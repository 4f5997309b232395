//! Repository for the `employees` table.

use sqlx::PgPool;

use bizdir_core::employee::{EmployeeRecord, NewEmployee};
use bizdir_core::types::DbId;

use crate::models::EmployeeRow;

/// Column list shared across queries to avoid repetition.
const COLUMNS: &str = "id, link, language_id, category_id, job_title_id, active, \
    name, description, linkedin, instagram, facebook, twitter, og_image, \
    created_at, updated_at";

/// Provides CRUD operations for employees.
pub struct EmployeeRepo;

impl EmployeeRepo {
    /// List all employees, oldest first.
    pub async fn list(pool: &PgPool) -> Result<Vec<EmployeeRow>, sqlx::Error> {
        let query = format!("SELECT {COLUMNS} FROM employees ORDER BY id");
        sqlx::query_as::<_, EmployeeRow>(&query).fetch_all(pool).await
    }

    pub async fn find_by_id(pool: &PgPool, id: DbId) -> Result<Option<EmployeeRow>, sqlx::Error> {
        let query = format!("SELECT {COLUMNS} FROM employees WHERE id = $1");
        sqlx::query_as::<_, EmployeeRow>(&query)
            .bind(id)
            .fetch_optional(pool)
            .await
    }

    pub async fn find_by_link(
        pool: &PgPool,
        link: &str,
    ) -> Result<Option<EmployeeRow>, sqlx::Error> {
        let query = format!("SELECT {COLUMNS} FROM employees WHERE link = $1");
        sqlx::query_as::<_, EmployeeRow>(&query)
            .bind(link)
            .fetch_optional(pool)
            .await
    }

    /// Insert a new employee, returning the created row.
    pub async fn insert(pool: &PgPool, new: &NewEmployee) -> Result<EmployeeRow, sqlx::Error> {
        let query = format!(
            "INSERT INTO employees
                (link, language_id, category_id, job_title_id, active,
                 name, description, linkedin, instagram, facebook, twitter)
             VALUES ($1, $2, $3, $4, $5, $6, $7, $8, $9, $10, $11)
             RETURNING {COLUMNS}"
        );
        sqlx::query_as::<_, EmployeeRow>(&query)
            .bind(&new.link)
            .bind(new.language_id)
            .bind(new.category_id)
            .bind(new.job_title_id)
            .bind(new.active)
            .bind(&new.name)
            .bind(&new.description)
            .bind(&new.linkedin)
            .bind(&new.instagram)
            .bind(&new.facebook)
            .bind(&new.twitter)
            .fetch_one(pool)
            .await
    }

    /// Persist the mutable fields of an existing employee.
    pub async fn update(
        pool: &PgPool,
        record: &EmployeeRecord,
    ) -> Result<Option<EmployeeRow>, sqlx::Error> {
        let query = format!(
            "UPDATE employees SET
                link = $2,
                language_id = $3,
                category_id = $4,
                job_title_id = $5,
                active = $6,
                name = $7,
                description = $8,
                linkedin = $9,
                instagram = $10,
                facebook = $11,
                twitter = $12,
                og_image = $13,
                updated_at = NOW()
             WHERE id = $1
             RETURNING {COLUMNS}"
        );
        sqlx::query_as::<_, EmployeeRow>(&query)
            .bind(record.id)
            .bind(&record.link)
            .bind(record.language_id)
            .bind(record.category_id)
            .bind(record.job_title_id)
            .bind(record.active)
            .bind(&record.name)
            .bind(&record.description)
            .bind(&record.linkedin)
            .bind(&record.instagram)
            .bind(&record.facebook)
            .bind(&record.twitter)
            .bind(&record.og_image)
            .fetch_optional(pool)
            .await
    }

    /// Delete an employee by ID. Returns `true` if a row was removed.
    pub async fn delete(pool: &PgPool, id: DbId) -> Result<bool, sqlx::Error> {
        let result = sqlx::query("DELETE FROM employees WHERE id = $1")
            .bind(id)
            .execute(pool)
            .await?;
        Ok(result.rows_affected() > 0)
    }
}
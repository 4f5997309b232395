//! Administrative routes.

use axum::routing::post;
use axum::Router;

use crate::handlers::admin;
use crate::state::AppState;

pub fn router() -> Router<AppState> {
    Router::new().route("/admin/seed", post(admin::seed))
}
//! External collaborators consulted for existence and validation.
//!
//! Languages and (for employees) categories are owned outside the entity
//! services; they are reached through these traits. The OG-image store is
//! the third opaque boundary: services hand it bytes and get a path back.

use std::sync::Arc;

use async_trait::async_trait;
use serde::Serialize;
use serde_json::Value;

use crate::catalog::LANGUAGE_ID_FIELD;
use crate::error::{DomainError, DomainResult};
use crate::payload;
use crate::store::LocalizedStore;
use crate::types::DbId;

/// A resolved language row.
#[derive(Debug, Clone, Serialize)]
pub struct Language {
    pub id: DbId,
    pub code: String,
    pub name: String,
}

/// Language resolution service.
#[async_trait]
pub trait LanguageDirectory: Send + Sync {
    /// Fetch a language by id, failing with `NotFound` when absent.
    async fn get(&self, id: DbId) -> DomainResult<Language>;

    /// Validate a raw `LanguageID` payload value: must be present, an
    /// integer, and resolve to a real language.
    async fn validate(&self, value: Option<&Value>) -> DomainResult<DbId> {
        let id = payload::parse_id(LANGUAGE_ID_FIELD, value)?;
        self.require(id).await
    }

    /// Validate that an already-typed language id exists.
    async fn require(&self, id: DbId) -> DomainResult<DbId> {
        match self.get(id).await {
            Ok(_) => Ok(id),
            Err(DomainError::NotFound { .. }) => Err(DomainError::UnknownLanguage(format!(
                "no language with id {id}"
            ))),
            Err(other) => Err(other),
        }
    }
}

/// Category resolution service, consumed by the employee module.
#[async_trait]
pub trait CategoryDirectory: Send + Sync {
    /// Validate that a category id exists, returning it unchanged.
    async fn validate_exists(&self, id: DbId) -> DomainResult<DbId>;
}

/// Adapter exposing a category [`LocalizedStore`] as a [`CategoryDirectory`].
pub struct StoreCategoryDirectory {
    store: Arc<dyn LocalizedStore>,
}

impl StoreCategoryDirectory {
    pub fn new(store: Arc<dyn LocalizedStore>) -> Self {
        Self { store }
    }
}

#[async_trait]
impl CategoryDirectory for StoreCategoryDirectory {
    async fn validate_exists(&self, id: DbId) -> DomainResult<DbId> {
        match self.store.find_by_id(id).await? {
            Some(_) => Ok(id),
            None => Err(DomainError::NotFound {
                entity: "Category",
                id,
            }),
        }
    }
}

/// Fixed language table, used by tests and the in-memory demo mode.
pub struct StaticLanguages {
    languages: Vec<Language>,
}

impl StaticLanguages {
    pub fn new(languages: Vec<Language>) -> Self {
        Self { languages }
    }

    /// English (1), German (2), French (3) -- matching the rows the
    /// database migration seeds.
    pub fn with_defaults() -> Self {
        Self::new(vec![
            Language {
                id: 1,
                code: "en".into(),
                name: "English".into(),
            },
            Language {
                id: 2,
                code: "de".into(),
                name: "German".into(),
            },
            Language {
                id: 3,
                code: "fr".into(),
                name: "French".into(),
            },
        ])
    }
}

#[async_trait]
impl LanguageDirectory for StaticLanguages {
    async fn get(&self, id: DbId) -> DomainResult<Language> {
        self.languages
            .iter()
            .find(|l| l.id == id)
            .cloned()
            .ok_or(DomainError::NotFound {
                entity: "Language",
                id,
            })
    }
}

/// Opaque storage for OG images.
#[async_trait]
pub trait OgImageStore: Send + Sync {
    /// Persist `bytes` for the given owner and return the stored path.
    /// Replacing an existing image removes the old file best-effort.
    async fn store(
        &self,
        entity_slug: &str,
        owner_id: DbId,
        extension: &str,
        bytes: &[u8],
        old_path: Option<&str>,
    ) -> DomainResult<String>;
}
use std::sync::Arc;

use bizdir_core::catalog;
use bizdir_core::directory::{LanguageDirectory, OgImageStore, StaticLanguages, StoreCategoryDirectory};
use bizdir_core::employee::EmployeeService;
use bizdir_core::service::ServiceRegistry;
use bizdir_core::store::memory::{MemoryEmployeeStore, MemoryStore};
use bizdir_db::stores::{PgEmployeeStore, PgLanguageDirectory, PgLocalizedStore};
use bizdir_db::DbPool;

use crate::config::ServerConfig;
use crate::storage::LocalOgImageStore;

/// Shared application state available to all Axum handlers via `State<AppState>`.
///
/// This is cheaply cloneable (inner data is behind `Arc`).
#[derive(Clone)]
pub struct AppState {
    /// One localized-entity service per catalog entry, keyed by URL slug.
    pub registry: Arc<ServiceRegistry>,
    /// The employee specialization.
    pub employees: Arc<EmployeeService>,
    /// OG-image storage.
    pub og_images: Arc<dyn OgImageStore>,
    /// Server configuration.
    pub config: Arc<ServerConfig>,
    /// Database connection pool. `None` when running on the in-memory
    /// backend (tests, demo mode).
    pub pool: Option<DbPool>,
}

impl AppState {
    /// Wire every service against PostgreSQL.
    pub fn with_postgres(pool: DbPool, config: ServerConfig) -> Self {
        let languages: Arc<dyn LanguageDirectory> =
            Arc::new(PgLanguageDirectory::new(pool.clone()));
        let registry = Arc::new(ServiceRegistry::build(Arc::clone(&languages), |desc| {
            Arc::new(PgLocalizedStore::new(pool.clone(), desc))
        }));
        let employees = Arc::new(build_employee_service(
            &registry,
            Arc::new(PgEmployeeStore::new(pool.clone())),
            languages,
        ));
        Self {
            registry,
            employees,
            og_images: Arc::new(LocalOgImageStore::new(config.og_image_dir.clone())),
            config: Arc::new(config),
            pool: Some(pool),
        }
    }

    /// Wire every service against the in-memory backend. Used by the
    /// integration tests and by demo mode.
    pub fn in_memory(config: ServerConfig) -> Self {
        let languages: Arc<dyn LanguageDirectory> = Arc::new(StaticLanguages::with_defaults());
        let registry = Arc::new(ServiceRegistry::build(Arc::clone(&languages), |_| {
            Arc::new(MemoryStore::new())
        }));
        let employees = Arc::new(build_employee_service(
            &registry,
            Arc::new(MemoryEmployeeStore::new()),
            languages,
        ));
        Self {
            registry,
            employees,
            og_images: Arc::new(LocalOgImageStore::new(config.og_image_dir.clone())),
            config: Arc::new(config),
            pool: None,
        }
    }
}

/// The employee service borrows the job-title and category stores from the
/// registry so both layers see the same data.
fn build_employee_service(
    registry: &ServiceRegistry,
    store: Arc<dyn bizdir_core::employee::EmployeeStore>,
    languages: Arc<dyn LanguageDirectory>,
) -> EmployeeService {
    let job_titles = registry
        .get(catalog::EMPLOYEE_JOB_TITLE.route_slug)
        .expect("job titles wired in catalog")
        .store()
        .clone();
    let categories = registry
        .get(catalog::CATEGORY.route_slug)
        .expect("categories wired in catalog")
        .store()
        .clone();
    EmployeeService::new(
        store,
        job_titles,
        Arc::new(StoreCategoryDirectory::new(categories)),
        languages,
    )
}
==========
» **WHAT TO WORK ON**: Every line with the string "MemoryStore" in the material should be returned.

» **ANSWER SPACE**:
use bizdir_core::store::memory::{MemoryEmployeeStore, MemoryStore};
            Arc::new(MemoryStore::new())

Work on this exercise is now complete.